The birth of Christ is without a category into which we sort life's experiences.
What is it Dr. Seuss means when he says "on beyond zebra"? I think he means that just as you and I have been given 26 letters in the alphabet with which to spell our words, we also have certain mental categories that we've developed through the years into which we fit the experiences of life. For example, we all have a category in our minds for dogs. When we see dogs, we fit them into that category. Sometimes, however, we find that we have a category without any real instances. For example, unicorns and Big Foot and fairy tales are flights into fantasy where we have these delightful images but no experiences. But what's really shocking is when we find a real event or experience that just doesn't fit any category we've ever seen before. That's on beyond zebra.

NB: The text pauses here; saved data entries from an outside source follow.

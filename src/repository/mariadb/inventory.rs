use std::result::Result as DefaultResult;
use std::sync::Arc;

use async_trait::async_trait;
use chrono::{DateTime, Utc};
use rust_decimal::Decimal;
use sqlx::mysql::{MySqlArguments, MySqlRow};
use sqlx::{Arguments, IntoArguments, MySql, Row};

use crate::datastore::{AppMariaDbStore, AppPagedQuery, AppSqlBatchCmd};
use crate::error::{AppError, AppErrorCode};
use crate::model::{
    InventoryListFilter, InventoryLogModel, InventoryMovementDraft, InventoryRecordModel,
    InventoryTargetIdentity, PageWindow,
};
use crate::repository::{AbsInventoryRepo, InventoryAdjustOutcome};

const LIST_TABLE_EXPR: &str = "`inventory` AS `i` INNER JOIN `product` AS `p` ON \
    `i`.`product_id`=`p`.`product_id` INNER JOIN `warehouse` AS `w` ON \
    `i`.`warehouse_id`=`w`.`warehouse_id` INNER JOIN `shelf` AS `s` ON \
    `i`.`shelf_id`=`s`.`shelf_id`";

const LIST_COL_SEQ: &str = "`i`.`inventory_id`,`i`.`warehouse_id`,`w`.`warehouse_name`,\
    `i`.`product_id`,`p`.`product_name`,`p`.`product_code`,`i`.`shelf_id`,`s`.`shelf_name`,\
    `i`.`quantity`,`i`.`batch_number`,`i`.`expiry`";

struct DecrementQtyArg(InventoryTargetIdentity, Decimal);
struct UpsertQtyArg(InventoryTargetIdentity, Decimal);
struct InsertMovementArg(InventoryLogModel);

impl DecrementQtyArg {
    // the null-safe comparison keeps rows without batch / expiry tracking
    // addressable
    fn sql_pattern() -> String {
        "UPDATE `inventory` SET `quantity` = `quantity` + ? WHERE `warehouse_id`=? AND \
         `product_id`=? AND `shelf_id`=? AND `batch_number` <=> ? AND `expiry` <=> ? AND \
         `quantity` + ? >= 0"
            .to_string()
    }
}
impl<'q> IntoArguments<'q, MySql> for DecrementQtyArg {
    fn into_arguments(self) -> <MySql as sqlx::Database>::Arguments<'q> {
        let mut out = MySqlArguments::default();
        let (t, delta) = (self.0, self.1);
        let _ = out.add(delta);
        let _ = out.add(t.warehouse_id);
        let _ = out.add(t.product_id);
        let _ = out.add(t.shelf_id);
        let _ = out.add(t.batch_number);
        let _ = out.add(t.expiry);
        let _ = out.add(delta);
        out
    }
}
impl Into<(String, MySqlArguments)> for DecrementQtyArg {
    fn into(self) -> (String, MySqlArguments) {
        (Self::sql_pattern(), self.into_arguments())
    }
}

impl UpsertQtyArg {
    fn sql_pattern() -> String {
        let col_seq = "`warehouse_id`,`product_id`,`shelf_id`,`batch_number`,`expiry`,`quantity`";
        format!(
            "INSERT INTO `inventory`({col_seq}) VALUES (?,?,?,?,?,?) ON DUPLICATE KEY \
             UPDATE `quantity` = `quantity` + ?"
        )
    }
}
impl<'q> IntoArguments<'q, MySql> for UpsertQtyArg {
    fn into_arguments(self) -> <MySql as sqlx::Database>::Arguments<'q> {
        let mut out = MySqlArguments::default();
        let (t, delta) = (self.0, self.1);
        let _ = out.add(t.warehouse_id);
        let _ = out.add(t.product_id);
        let _ = out.add(t.shelf_id);
        let _ = out.add(t.batch_number);
        let _ = out.add(t.expiry);
        let _ = out.add(delta);
        let _ = out.add(delta);
        out
    }
}
impl Into<(String, MySqlArguments)> for UpsertQtyArg {
    fn into(self) -> (String, MySqlArguments) {
        (Self::sql_pattern(), self.into_arguments())
    }
}

impl InsertMovementArg {
    fn sql_pattern() -> String {
        let col_seq = "`warehouse_id`,`product_id`,`shelf_id`,`qty_delta`,`op_type`,\
                       `source_id`,`source_type`,`batch_number`,`expiry`,`remark`";
        format!("INSERT INTO `inventory_movement`({col_seq}) VALUES (?,?,?,?,?,?,?,?,?,?)")
    }
}
impl<'q> IntoArguments<'q, MySql> for InsertMovementArg {
    fn into_arguments(self) -> <MySql as sqlx::Database>::Arguments<'q> {
        let mut out = MySqlArguments::default();
        let m = self.0;
        let op_typ_num: u8 = m.op_type.into();
        let src_typ_num: u8 = m.source_type.into();
        let _ = out.add(m.target.warehouse_id);
        let _ = out.add(m.target.product_id);
        let _ = out.add(m.target.shelf_id);
        let _ = out.add(m.qty_delta);
        let _ = out.add(op_typ_num);
        let _ = out.add(m.source_id);
        let _ = out.add(src_typ_num);
        let _ = out.add(m.target.batch_number);
        let _ = out.add(m.target.expiry);
        let _ = out.add(m.remark);
        out
    }
}
impl Into<(String, MySqlArguments)> for InsertMovementArg {
    fn into(self) -> (String, MySqlArguments) {
        (Self::sql_pattern(), self.into_arguments())
    }
}

impl TryFrom<MySqlRow> for InventoryRecordModel {
    type Error = AppError;
    fn try_from(row: MySqlRow) -> DefaultResult<Self, Self::Error> {
        let inventory_id = row.try_get::<u64, usize>(0)?;
        let warehouse_id = row.try_get::<u64, usize>(1)?;
        let warehouse_name = row.try_get::<String, usize>(2)?;
        let product_id = row.try_get::<u64, usize>(3)?;
        let product_name = row.try_get::<String, usize>(4)?;
        let product_code = row.try_get::<String, usize>(5)?;
        let shelf_id = row.try_get::<u64, usize>(6)?;
        let shelf_name = row.try_get::<String, usize>(7)?;
        let quantity = row.try_get::<Decimal, usize>(8)?;
        let batch_number = row.try_get::<Option<String>, usize>(9)?.unwrap_or_default();
        let expiry = row.try_get::<Option<DateTime<Utc>>, usize>(10)?;
        Ok(Self {
            inventory_id,
            warehouse_id,
            warehouse_name,
            product_id,
            product_name,
            product_code,
            shelf_id,
            shelf_name,
            quantity,
            batch_number,
            expiry,
        })
    }
} // end of impl TryFrom for InventoryRecordModel

fn filter_condition(filter: &InventoryListFilter) -> Option<String> {
    let mut terms: Vec<&str> = Vec::new();
    if filter.warehouse_id.is_some() {
        terms.push("`i`.`warehouse_id` = ?");
    }
    if filter.product_id.is_some() {
        terms.push("`i`.`product_id` = ?");
    }
    if filter.shelf_id.is_some() {
        terms.push("`i`.`shelf_id` = ?");
    }
    if filter.batch_number.is_some() {
        terms.push("`i`.`batch_number` = ?");
    }
    if terms.is_empty() {
        None
    } else {
        Some(terms.join(" AND "))
    }
}

fn filter_arguments(filter: &InventoryListFilter) -> MySqlArguments {
    let mut out = MySqlArguments::default();
    if let Some(v) = filter.warehouse_id {
        let _ = out.add(v);
    }
    if let Some(v) = filter.product_id {
        let _ = out.add(v);
    }
    if let Some(v) = filter.shelf_id {
        let _ = out.add(v);
    }
    if let Some(v) = filter.batch_number.as_ref() {
        let _ = out.add(v.clone());
    }
    out
}

pub(crate) struct InventoryMariaDbRepo {
    _db: Arc<AppMariaDbStore>,
}

impl InventoryMariaDbRepo {
    pub(crate) fn try_build(dbs: &Vec<Arc<AppMariaDbStore>>) -> DefaultResult<Self, AppError> {
        if let Some(db) = dbs.first() {
            Ok(Self { _db: db.clone() })
        } else {
            Err(AppError {
                code: AppErrorCode::MissingDataStore,
                detail: Some("mariadb".to_string()),
            })
        }
    }
}

#[async_trait]
impl AbsInventoryRepo for InventoryMariaDbRepo {
    async fn adjust(
        &self,
        target: InventoryTargetIdentity,
        qty_delta: Decimal,
        movement: Option<InventoryMovementDraft>,
    ) -> DefaultResult<InventoryAdjustOutcome, AppError> {
        let movement_cmd = movement.map(|draft| {
            let logitem = InventoryLogModel::from_draft(target.clone(), qty_delta, draft);
            let (sql, args): (String, MySqlArguments) = InsertMovementArg(logitem).into();
            AppSqlBatchCmd {
                sql,
                args,
                expect_num_affected: None,
            }
        });
        let mut cmds = Vec::new();
        if qty_delta < Decimal::ZERO {
            let (sql, args) = DecrementQtyArg(target, qty_delta).into();
            // the guarded decrement is the only statement carrying an
            // affected-rows expectation in this batch, a mismatch means the
            // stock row cannot cover the decrement
            cmds.push(AppSqlBatchCmd {
                sql,
                args,
                expect_num_affected: Some(1),
            });
        } else {
            let (sql, args) = UpsertQtyArg(target, qty_delta).into();
            cmds.push(AppSqlBatchCmd {
                sql,
                args,
                expect_num_affected: None,
            });
        }
        if let Some(c) = movement_cmd {
            cmds.push(c);
        }
        match self._db.execute_batch(cmds).await {
            Ok(_resultsets) => Ok(InventoryAdjustOutcome::Applied),
            Err(e) if e.code == AppErrorCode::DataCorruption => {
                Ok(InventoryAdjustOutcome::Insufficient)
            }
            Err(e) => Err(e),
        }
    } // end of fn adjust

    async fn insert_log(&self, item: InventoryLogModel) -> DefaultResult<u64, AppError> {
        let (sql, args) = InsertMovementArg(item).into();
        let resultset = self._db.execute(sql, args).await?;
        Ok(resultset.last_insert_id())
    }

    async fn fetch_paged(
        &self,
        filter: InventoryListFilter,
        page: PageWindow,
    ) -> DefaultResult<(Vec<InventoryRecordModel>, i64), AppError> {
        let query = AppPagedQuery {
            table: LIST_TABLE_EXPR.to_string(),
            fields: LIST_COL_SEQ.to_string(),
            filter: filter_condition(&filter),
            order_by: Some("`i`.`inventory_id` ASC".to_string()),
            page_index: page.index,
            page_size: page.size,
        };
        let (rows, total) = self._db.paginate(query, || filter_arguments(&filter)).await?;
        let mut items = Vec::with_capacity(rows.len());
        for row in rows {
            items.push(InventoryRecordModel::try_from(row)?);
        }
        Ok((items, total))
    } // end of fn fetch_paged
} // end of impl AbsInventoryRepo for InventoryMariaDbRepo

A woman told me a while back of having such an experience. She was driving down the street with her daughter, and as they sat at a stoplight, they looked over to one side. There on the street corner was a mother hen and her baby chicks, just standing there. And when the light changed, the mother hen jumped off the curb and walked across the street with the light in the crosswalk, and those baby chickens followed along right behind her. This woman said that as they watched this happen, her daughter turned to her and said, "This is not normal." It was not normal; it was beyond zebra. It was an instance without a category.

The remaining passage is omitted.